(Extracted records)
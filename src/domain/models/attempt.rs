//! Attempt record domain model.
//!
//! Every candidate validation produces exactly one [`AttemptRecord`], appended
//! to the durable ledger. Records are self-contained so a partial run can be
//! reconstructed from the ledger alone.

use chrono::{DateTime, Utc};
use serde::{Deserialize, Serialize};

use super::candidate::InsertionPoint;
use super::coverage::CoverageReport;

/// Terminal outcome of one validation attempt.
#[derive(Debug, Clone, Copy, PartialEq, Eq, Hash, Serialize, Deserialize)]
#[serde(rename_all = "snake_case")]
pub enum AttemptOutcome {
    /// Suite passed and the coverage gate was cleared; candidate kept.
    Accepted,
    /// Candidate was syntactically malformed or failed to build.
    RejectedCompile,
    /// Suite ran but reported failures.
    RejectedFail,
    /// Suite passed but the coverage gate was not cleared.
    RejectedNoGain,
    /// Suite exceeded the per-run timeout and was killed.
    RejectedTimeout,
    /// Attempt could not be carried out (unresolvable insertion point,
    /// unreadable coverage artifacts, ...); candidate skipped.
    Error,
}

impl AttemptOutcome {
    pub fn as_str(&self) -> &'static str {
        match self {
            Self::Accepted => "accepted",
            Self::RejectedCompile => "rejected_compile",
            Self::RejectedFail => "rejected_fail",
            Self::RejectedNoGain => "rejected_no_gain",
            Self::RejectedTimeout => "rejected_timeout",
            Self::Error => "error",
        }
    }

    #[allow(clippy::should_implement_trait)]
    pub fn from_str(s: &str) -> Option<Self> {
        match s.to_lowercase().as_str() {
            "accepted" => Some(Self::Accepted),
            "rejected_compile" => Some(Self::RejectedCompile),
            "rejected_fail" => Some(Self::RejectedFail),
            "rejected_no_gain" => Some(Self::RejectedNoGain),
            "rejected_timeout" => Some(Self::RejectedTimeout),
            "error" => Some(Self::Error),
            _ => None,
        }
    }

    /// True if the candidate was kept in the test file.
    pub fn is_accepted(&self) -> bool {
        matches!(self, Self::Accepted)
    }
}

/// Durable record of one validation attempt.
///
/// Written exactly once, after the attempt reaches a terminal state.
#[derive(Debug, Clone, PartialEq, Serialize, Deserialize)]
pub struct AttemptRecord {
    /// Identifier of the validated candidate.
    pub candidate_id: String,
    /// The resolved insertion point, when resolution succeeded.
    pub insertion_point: Option<InsertionPoint>,
    /// Terminal outcome.
    pub outcome: AttemptOutcome,
    /// Baseline coverage at the time the candidate was applied.
    pub coverage_before: CoverageReport,
    /// Coverage measured after a passing run, when one happened.
    pub coverage_after: Option<CoverageReport>,
    /// Exit code of the last runner invocation, when the run was launched.
    pub runner_exit_code: Option<i32>,
    /// Wall-clock duration of the runner invocation(s).
    pub runner_duration_sec: f64,
    /// Truncated tail of runner output for rejected attempts, fed back to
    /// the oracle as context.
    #[serde(default, skip_serializing_if = "Option::is_none")]
    pub failure_summary: Option<String>,
    /// When the record was written.
    pub timestamp: DateTime<Utc>,
}

impl AttemptRecord {
    /// Maximum characters of runner output retained in `failure_summary`.
    pub const FAILURE_SUMMARY_LIMIT: usize = 2000;

    /// Truncate runner output to a bounded failure summary.
    ///
    /// Keeps the tail of the output, where test runners put their verdicts.
    pub fn summarize_failure(output: &str) -> String {
        let trimmed = output.trim();
        let count = trimmed.chars().count();
        if count <= Self::FAILURE_SUMMARY_LIMIT {
            return trimmed.to_string();
        }
        let tail: String = trimmed
            .chars()
            .skip(count - Self::FAILURE_SUMMARY_LIMIT)
            .collect();
        format!("… {tail}")
    }
}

▶ **Aim of the task**: What are the lines from the one with "let trimmed = output.trim();" through the end of the records above? Set them down exactly, both ends included, and nothing else.

▶ **Your solution**:
        let trimmed = output.trim();
        let count = trimmed.chars().count();
        if count <= Self::FAILURE_SUMMARY_LIMIT {
            return trimmed.to_string();
        }
        let tail: String = trimmed
            .chars()
            .skip(count - Self::FAILURE_SUMMARY_LIMIT)
            .collect();
        format!("… {tail}")
    }
}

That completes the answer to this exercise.